Is 4chan Malicious or Misguided? ‘The Antisocial Network’ Sees Both Sides
Growing up in the mid-aughts, when posting and/or lurking on internet forums became a veritable hobby, I found that the forums I’d read—often about pop culture, video games, or anime—would parrot a similar line: Everything on the internet originated in their communities. The belief was that even something as niche as a forum about Nintendo Wii games or Cartoon Network could take credit for a widely shared meme, if its community members believed they said it, saw it, or shared it first. It made the internet, so vast and unknowable, feel so much more intimate, small, and private. And at the same time, it felt empowering: We smallest of people, we nerdiest of nerds, could make some impact, even if it was just seeing random people on Facebook share a goofy drawing of a Pokémon that we believed to have made and shared first.
I thought of all this while watching The Antisocial Network, an engrossing documentary that premiered March 10 at SXSW Film Festival. (It will stream on Netflix in April.) Tracking the explosive rise of 4chan, the film spotlights the best-known example of an internet forum bleeding out beyond its own bounds and into real life. And 4chan did much more than generate memes and even a new form of speaking online, both of which it did infinite times: It made a tangible, real-world impact, one that became shockingly political, criminal, and unstoppable.

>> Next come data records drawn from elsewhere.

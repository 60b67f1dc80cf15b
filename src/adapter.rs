//! The storage contract every backend implements.
//!
//! A backend is anything that can persist, per feature, one slot per gate
//! kind: a nullable string for single-valued kinds, a string set for
//! multi-valued ones. The physical layout is the backend's business; the
//! observable behavior of `get`/`enable`/`disable` is not. The behavior is
//! pinned down by [`conformance::run`](crate::conformance::run), which any
//! new backend should be driven through before being trusted.
//!
//! The one coupled transition: disabling the boolean gate resets every
//! gate on the feature, atomically as far as readers are concerned. A
//! fully disabled feature keeps no stale group/actor/percentage state that
//! could silently resurface later.

use thiserror::Error;

use crate::gate::{Feature, GateValues};
use crate::value::GateInput;

/// Errors a backend can surface. The contract layer itself never fails:
/// unknown gate kinds are unrepresentable and "feature never touched" is a
/// normal default read. What remains is the backend's own I/O.
#[derive(Debug, Error)]
pub enum AdapterError {
    /// Backend failure (I/O, connectivity), propagated unchanged.
    #[error("backend error: {0}")]
    Backend(#[from] Box<dyn std::error::Error + Send + Sync>),

    /// Snapshot encode/decode failure.
    #[error("snapshot error: {0}")]
    Snapshot(#[from] serde_json::Error),
}

/// Storage backend contract. Implementations must be thread-safe; `get`
/// is a pure read and must be callable concurrently, and mutations of
/// disjoint set elements must not lose updates.
pub trait Adapter: Send + Sync {
    /// Backend name, for log output.
    fn name(&self) -> &str;

    /// Current values of all five gates. Never fails for an unknown
    /// feature; that reads as [`GateValues::default`].
    fn get(&self, feature: &Feature) -> Result<GateValues, AdapterError>;

    /// Idempotently store the payload's canonical value: overwrite for
    /// single-valued kinds, set-insert for multi-valued ones.
    fn enable(&self, feature: &Feature, input: &GateInput) -> Result<(), AdapterError>;

    /// Idempotently remove the payload's canonical value. Boolean: reset
    /// the whole feature. Group/actor: remove the element (absent element
    /// is a no-op). Percentages: overwrite with the payload value, which
    /// callers pass as 0 to switch the rollout off.
    fn disable(&self, feature: &Feature, input: &GateInput) -> Result<(), AdapterError>;
}

/// The enable rules from the contract, applied to a materialized value map.
/// Backends that read-modify-write a whole `GateValues` can delegate here
/// instead of re-deriving the semantics.
pub fn apply_enable(values: &mut GateValues, input: &GateInput) {
    match input {
        GateInput::Boolean(_) => values.boolean = Some(input.canonical()),
        GateInput::Group(name) => {
            values.groups.insert(name.clone());
        }
        GateInput::Actor(id) => {
            values.actors.insert(id.clone());
        }
        GateInput::PercentageOfActors(_) => values.percentage_of_actors = Some(input.canonical()),
        GateInput::PercentageOfRandom(_) => values.percentage_of_random = Some(input.canonical()),
    }
}

/// The disable rules from the contract. Disabling the boolean gate clears
/// the entire map in one step.
pub fn apply_disable(values: &mut GateValues, input: &GateInput) {
    match input {
        GateInput::Boolean(_) => *values = GateValues::default(),
        GateInput::Group(name) => {
            values.groups.remove(name);
        }
        GateInput::Actor(id) => {
            values.actors.remove(id);
        }
        GateInput::PercentageOfActors(_) => values.percentage_of_actors = Some(input.canonical()),
        GateInput::PercentageOfRandom(_) => values.percentage_of_random = Some(input.canonical()),
    }
}

#[cfg(test)]
mod tests {
    use super::*;
    use std::collections::HashSet;

    #[test]
    fn test_enable_rules() {
        let mut values = GateValues::default();
        apply_enable(&mut values, &GateInput::boolean());
        apply_enable(&mut values, &GateInput::group("admins"));
        apply_enable(&mut values, &GateInput::group("admins"));
        apply_enable(&mut values, &GateInput::actor(&"22"));
        apply_enable(&mut values, &GateInput::percentage_of_actors(25).unwrap());

        assert_eq!(values.boolean, Some("true".to_string()));
        assert_eq!(values.groups, HashSet::from(["admins".to_string()]));
        assert_eq!(values.actors, HashSet::from(["22".to_string()]));
        assert_eq!(values.percentage_of_actors, Some("25".to_string()));
        assert_eq!(values.percentage_of_random, None);
    }

    #[test]
    fn test_boolean_disable_resets_everything() {
        let mut values = GateValues::default();
        apply_enable(&mut values, &GateInput::boolean());
        apply_enable(&mut values, &GateInput::group("admins"));
        apply_enable(&mut values, &GateInput::actor(&22u64));
        apply_enable(&mut values, &GateInput::percentage_of_random(45).unwrap());

        apply_disable(&mut values, &GateInput::boolean_off());
        assert!(values.is_default());
    }

    #[test]
    fn test_disable_absent_element_is_noop() {
        let mut values = GateValues::default();
        apply_disable(&mut values, &GateInput::group("nobody"));
        apply_disable(&mut values, &GateInput::actor(&"ghost"));
        assert_eq!(values.groups, HashSet::new());
        assert_eq!(values.actors, HashSet::new());
    }

    #[test]
    fn test_percentage_disable_overwrites() {
        let mut values = GateValues::default();
        apply_enable(&mut values, &GateInput::percentage_of_actors(15).unwrap());
        apply_disable(&mut values, &GateInput::percentage_of_actors(0).unwrap());
        assert_eq!(values.percentage_of_actors, Some("0".to_string()));
    }
}
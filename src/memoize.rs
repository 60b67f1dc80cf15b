//! Wrapper backend that caches `get` results per feature, for callers that
//! read the same feature many times within one unit of work (a request, a
//! job) against a slow backend. Any write through this wrapper evicts the
//! written feature's cache entry, so reads after writes stay fresh.
//!
//! The cache has no expiry; hold a memoizing wrapper for a bounded unit of
//! work, not for the process lifetime, if the underlying backend is shared
//! with other writers.

use std::collections::HashMap;
use std::sync::atomic::{AtomicBool, Ordering};
use std::sync::RwLock;

use tracing::trace;

use crate::adapter::{Adapter, AdapterError};
use crate::gate::{Feature, GateValues};
use crate::value::GateInput;

/// An [`Adapter`] that memoizes `get` results per feature and forwards
/// everything to the wrapped backend. Writes through the wrapper evict the
/// feature's cache entry; reads issued after a write always see it.
pub struct Memoized<A> {
    inner: A,
    name: String,
    memoizing: AtomicBool,
    cache: RwLock<HashMap<String, GateValues>>,
}

impl<A: Adapter> Memoized<A> {
    pub fn new(inner: A) -> Self {
        let name = format!("memoized({})", inner.name());
        Self {
            inner,
            name,
            memoizing: AtomicBool::new(true),
            cache: RwLock::new(HashMap::new()),
        }
    }

    pub fn memoizing(&self) -> bool {
        self.memoizing.load(Ordering::Relaxed)
    }

    /// Toggle memoization. Turning it off clears the cache, so turning it
    /// back on starts cold.
    pub fn set_memoize(&self, memoize: bool) {
        self.memoizing.store(memoize, Ordering::Relaxed);
        if !memoize {
            self.cache.write().unwrap().clear();
        }
    }

    pub fn inner(&self) -> &A {
        &self.inner
    }

    pub fn into_inner(self) -> A {
        self.inner
    }

    fn evict(&self, feature: &Feature) {
        let mut cache = self.cache.write().unwrap();
        cache.remove(feature.name());
    }
}

impl<A: Adapter> Adapter for Memoized<A> {
    fn name(&self) -> &str {
        &self.name
    }

    fn get(&self, feature: &Feature) -> Result<GateValues, AdapterError> {
        if !self.memoizing() {
            return self.inner.get(feature);
        }
        // The write lock is held across the miss fill. An eviction ordered
        // after this fill takes the same lock and removes the entry, so a
        // fill that raced a write can never pin a pre-write snapshot in
        // the cache.
        let mut cache = self.cache.write().unwrap();
        if let Some(values) = cache.get(feature.name()) {
            trace!(feature = feature.name(), "memoized get hit");
            return Ok(values.clone());
        }
        let values = self.inner.get(feature)?;
        cache.insert(feature.name().to_string(), values.clone());
        Ok(values)
    }

    fn enable(&self, feature: &Feature, input: &GateInput) -> Result<(), AdapterError> {
        // Evict only once the write has landed in the backend; evicting
        // first would let a concurrent miss cache the pre-write value with
        // no eviction left to remove it.
        let result = self.inner.enable(feature, input);
        self.evict(feature);
        result
    }

    fn disable(&self, feature: &Feature, input: &GateInput) -> Result<(), AdapterError> {
        let result = self.inner.disable(feature, input);
        self.evict(feature);
        result
    }
}
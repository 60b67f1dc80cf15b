//! Feature-gate storage contract with interchangeable backends.
//!
//! A feature is toggled through five gates (boolean, group, actor, and two
//! percentage rollouts). This crate defines the canonical representation
//! of gate state, the [`Adapter`] contract every storage backend
//! implements, a reference in-memory backend, two wrapper backends, and
//! the [`conformance`] battery that pins the observable behavior down so
//! new backends can be trusted without re-deriving the semantics.
//!
//! # Example
//!
//! ```
//! use gatestore::{Adapter, Feature, GateInput, MemoryAdapter};
//!
//! let adapter = MemoryAdapter::new();
//! let feature = Feature::from("search");
//!
//! adapter.enable(&feature, &GateInput::group("admins"))?;
//! adapter.enable(&feature, &GateInput::percentage_of_actors(25)?)?;
//!
//! let values = adapter.get(&feature)?;
//! assert!(values.groups.contains("admins"));
//! assert_eq!(values.percentage_of_actors.as_deref(), Some("25"));
//!
//! // Disabling the boolean gate wipes all partial configuration.
//! adapter.disable(&feature, &GateInput::boolean_off())?;
//! assert!(adapter.get(&feature)?.is_default());
//! # Ok::<(), Box<dyn std::error::Error>>(())
//! ```

pub mod adapter;
pub mod conformance;
pub mod gate;
pub mod logger;
pub mod memoize;
pub mod memory;
pub mod registry;
pub mod value;

pub use adapter::{Adapter, AdapterError};
pub use gate::{Cardinality, Feature, GateKind, GateValue, GateValues};
pub use logger::{Operation, OperationKind, OperationLogger};
pub use memoize::Memoized;
pub use memory::MemoryAdapter;
pub use registry::{Group, GroupRegistry};
pub use value::{Actor, GateInput, Percentage, ValueError};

The Antisocial Network marks the second sociological study of the internet from co-directors Giorgio Angelini and Arthur Jones, following 2020’s Feels Good Man. Like that film, which followed the bizarre evolution of the Pepe the Frog meme from innocuous comic to alt-right calling card, this doc threads the needle between appealing to those viewers well-versed in all things internet and those who know 4chan best as the birthplace of QAnon. It’s both nostalgic and illuminating to recall the image board’s more humble beginnings in 2003, as a lo-fi image board for anime fans to share fan art and talk about their favorite shows. Journalists and actual power users of the forum tell 4chan’s story from a personal standpoint, waxing nostalgic about how exciting it was to have a place where they could anonymously—a keyword here!—create personas for themselves, ones that were “an inverse of how I was in real life,” as a user who goes by Fuxnet explains.